■ Activity ■
Look below and pull out each line with the word "trim".

Stored data
Segment Open

/// Converts any column type into the native type name of `dialect`.
///
/// # Errors
///
/// Returns [`Error::Schema`] for native names unknown to both dialects.
/// There is no fallback type.
pub fn convert_columntype_to_dialect(column_type: &ColumnType, dialect: Dialect) -> Result<String> {
    match column_type {
        ColumnType::Native(name) => {
            let (base, _) = split_native(name);
            if lookup(dialect, &base).is_some() {
                convert_native_type(name, dialect, dialect)
            } else if lookup(dialect.other(), &base).is_some() {
                convert_native_type(name, dialect.other(), dialect)
            } else {
                Err(Error::schema(format!("unknown column type: {name}")))
            }
        }
        ColumnType::Generic(generic) => Ok(generic.native_name(dialect).to_string()),
        ColumnType::Scalar(scalar) => {
            let sqlite = scalar.sqlite_name();
            match dialect {
                Dialect::Sqlite => Ok(sqlite.to_string()),
                Dialect::Postgres => convert_native_type(sqlite, Dialect::Sqlite, Dialect::Postgres),
            }
        }
    }
}

impl GenericType {
    /// Returns the native type name on `dialect`.
    #[must_use]
    pub fn native_name(self, dialect: Dialect) -> &'static str {
        GENERIC_TYPES
            .iter()
            .find(|(g, _, _)| *g == self)
            .map_or("", |(_, sqlite, postgres)| match dialect {
                Dialect::Sqlite => *sqlite,
                Dialect::Postgres => *postgres,
            })
    }

    /// Returns the upper-case token used for this type in shorthand input.
    #[must_use]
    pub const fn token(self) -> &'static str {
        match self {
            Self::Binary => "BINARY",
            Self::Boolean => "BOOLEAN",
            Self::Integer => "INTEGER",
            Self::Float => "FLOAT",
            Self::Text => "TEXT",
            Self::Json => "JSON",
            Self::Timestamp => "TIMESTAMP",
            Self::Decimal => "DECIMAL",
        }
    }

    /// Returns the family of this type.
    #[must_use]
    pub const fn family(self) -> TypeFamily {
        match self {
            Self::Binary => TypeFamily::Binary,
            Self::Boolean => TypeFamily::Boolean,
            Self::Integer => TypeFamily::Integer,
            Self::Float => TypeFamily::Float,
            Self::Text => TypeFamily::Text,
            Self::Json => TypeFamily::Json,
            Self::Timestamp => TypeFamily::Timestamp,
            Self::Decimal => TypeFamily::Decimal,
        }
    }

    const ALL: [Self; 8] = [
        Self::Binary,
        Self::Boolean,
        Self::Integer,
        Self::Float,
        Self::Text,
        Self::Json,
        Self::Timestamp,
        Self::Decimal,
    ];
}

impl ScalarType {
    /// Returns the generic type carrying the same values.
    #[must_use]
    pub const fn generic(self) -> GenericType {
        match self {
            Self::Int => GenericType::Integer,
            Self::Float => GenericType::Float,
            Self::Str => GenericType::Text,
            Self::Bytes => GenericType::Binary,
            Self::Bool => GenericType::Boolean,
            Self::Datetime => GenericType::Timestamp,
            Self::Decimal => GenericType::Decimal,
            Self::Mapping => GenericType::Json,
        }
    }

    fn sqlite_name(self) -> &'static str {
        SCALAR_TO_SQLITE
            .iter()
            .find(|(s, _)| *s == self)
            .map_or("", |(_, name)| *name)
    }

    fn from_token(token: &str) -> Option<Self> {
        match token {
            "int" => Some(Self::Int),
            "float" => Some(Self::Float),
            "str" => Some(Self::Str),
            "bytes" => Some(Self::Bytes),
            "bool" => Some(Self::Bool),
            "datetime" => Some(Self::Datetime),
            "decimal" => Some(Self::Decimal),
            "dict" | "mapping" => Some(Self::Mapping),
            _ => None,
        }
    }
}

impl ColumnType {
    /// Builds a native type, canonicalizing the spelling.
    ///
    /// # Errors
    ///
    /// Returns [`Error::Schema`] if neither dialect knows the name.
    pub fn native(name: &str) -> Result<Self> {
        let (base, params) = split_native(name);
        if Dialect::ALL.iter().any(|d| lookup(*d, &base).is_some()) {
            Ok(Self::Native(format!("{base}{params}")))
        } else {
            Err(Error::schema(format!("unknown column type: {name}")))
        }
    }

    /// Returns the type family.
    ///
    /// # Errors
    ///
    /// Returns [`Error::Schema`] for unknown native names.
    pub fn family(&self) -> Result<TypeFamily> {
        match self {
            Self::Native(name) => {
                native_family(name).ok_or_else(|| Error::schema(format!("unknown column type: {name}")))
            }
            Self::Generic(g) => Ok(g.family()),
            Self::Scalar(s) => Ok(s.generic().family()),
        }
    }

    /// Returns the canonical form used in normalized schemas: scalars become
    /// their generic counterpart, native names are canonicalized.
    ///
    /// # Errors
    ///
    /// Returns [`Error::Schema`] for unknown native names.
    pub fn canonical(&self) -> Result<Self> {
        match self {
            Self::Native(name) => Self::native(name),
            Self::Generic(g) => Ok(Self::Generic(*g)),
            Self::Scalar(s) => Ok(Self::Generic(s.generic())),
        }
    }
}

impl FromStr for ColumnType {
    type Err = Error;

    /// Parses a type token: scalar names (`int`, `str`, `dict`, ...) first,
    /// then native names of either dialect, then generic names (`BINARY`,
    /// `FLOAT`).
    fn from_str(token: &str) -> Result<Self> {
        if let Some(scalar) = ScalarType::from_token(token.trim()) {
            return Ok(Self::Scalar(scalar));
        }
        if let Ok(native) = Self::native(token) {
            return Ok(native);
        }
        let upper = token.trim().to_ascii_uppercase();
        GenericType::ALL
            .iter()
            .find(|g| g.token() == upper)
            .map(|g| Self::Generic(*g))
            .ok_or_else(|| Error::schema(format!("unknown column type: {token}")))
    }
}

impl fmt::Display for ColumnType {
    fn fmt(&self, f: &mut fmt::Formatter<'_>) -> fmt::Result {
        match self {
            Self::Native(name) => f.write_str(name),
            Self::Generic(g) => write!(f, "generic {}", g.token()),
            Self::Scalar(s) => write!(f, "scalar {s:?}"),
        }
    }
}

#[cfg(test)]
mod tests {
    use super::*;

    #[test]
    fn test_parse_tokens() {
        assert_eq!("int".parse::<ColumnType>().unwrap(), ColumnType::Scalar(ScalarType::Int));
        assert_eq!(
            "dict".parse::<ColumnType>().unwrap(),
            ColumnType::Scalar(ScalarType::Mapping)
        );
        assert_eq!(
            "bigint".parse::<ColumnType>().unwrap(),
            ColumnType::Native(String::from("BIGINT"))
        );
        assert_eq!(
            "varchar(20)".parse::<ColumnType>().unwrap(),
            ColumnType::Native(String::from("VARCHAR(20)"))
        );
        assert_eq!(
            "binary".parse::<ColumnType>().unwrap(),
            ColumnType::Generic(GenericType::Binary)
        );
        assert!(matches!("geometry".parse::<ColumnType>(), Err(Error::Schema(_))));
    }

    #[test]
    fn test_native_aliases() {
        assert_eq!(
            ColumnType::native("character varying").unwrap(),
            ColumnType::Native(String::from("VARCHAR"))
        );
        assert_eq!(
            ColumnType::native("timestamp without time zone").unwrap(),
            ColumnType::Native(String::from("TIMESTAMP"))
        );
        assert!(is_native_type("int8", Dialect::Postgres));
        assert!(!is_native_type("BYTEA", Dialect::Sqlite));
    }

    #[test]
    fn test_integer_widths_collapse_on_sqlite() {
        for name in ["SMALLINT", "INTEGER", "BIGINT"] {
            assert_eq!(
                convert_native_type(name, Dialect::Postgres, Dialect::Sqlite).unwrap(),
                "INTEGER"
            );
        }
        assert_eq!(
            convert_native_type("INTEGER", Dialect::Sqlite, Dialect::Postgres).unwrap(),
            "BIGINT"
        );
    }

    #[test]
    fn test_parameters_kept_within_dialect() {
        let varchar = ColumnType::native("VARCHAR(20)").unwrap();
        assert_eq!(
            convert_columntype_to_dialect(&varchar, Dialect::Postgres).unwrap(),
            "VARCHAR(20)"
        );
        assert_eq!(convert_columntype_to_dialect(&varchar, Dialect::Sqlite).unwrap(), "TEXT");
    }

    #[test]
    fn test_generic_mapping() {
        let json = ColumnType::Generic(GenericType::Json);
        assert_eq!(convert_columntype_to_dialect(&json, Dialect::Sqlite).unwrap(), "JSON");
        assert_eq!(convert_columntype_to_dialect(&json, Dialect::Postgres).unwrap(), "JSONB");
    }

    #[test]
    fn test_scalar_chain_agrees_with_generic() {
        for (scalar, _) in SCALAR_TO_SQLITE {
            for dialect in Dialect::ALL {
                assert_eq!(
                    convert_columntype_to_dialect(&ColumnType::Scalar(*scalar), dialect).unwrap(),
                    convert_columntype_to_dialect(&ColumnType::Generic(scalar.generic()), dialect)
                        .unwrap(),
                    "{scalar:?} on {dialect}"
                );
            }
        }
    }

    #[test]
    fn test_unknown_native_is_an_error() {
        let bogus = ColumnType::Native(String::from("GEOMETRY"));
        assert!(matches!(
            convert_columntype_to_dialect(&bogus, Dialect::Sqlite),
            Err(Error::Schema(_))
        ));
    }

    #[test]
    fn test_serde_forms() {
        let token: ColumnType = serde_json::from_str(r#""str""#).unwrap();
        assert_eq!(token, ColumnType::Scalar(ScalarType::Str));
        let tagged: ColumnType = serde_json::from_str(r#"{"generic": "json"}"#).unwrap();
        assert_eq!(tagged, ColumnType::Generic(GenericType::Json));
        let native = ColumnType::Native(String::from("INTEGER"));
        let json = serde_json::to_string(&native).unwrap();
        assert_eq!(json, r#"{"native":"INTEGER"}"#);
        assert_eq!(serde_json::from_str::<ColumnType>(&json).unwrap(), native);
    }
}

Segment Closed

■ Answer for the task ■
        if let Some(scalar) = ScalarType::from_token(token.trim()) {
        let upper = token.trim().to_ascii_uppercase();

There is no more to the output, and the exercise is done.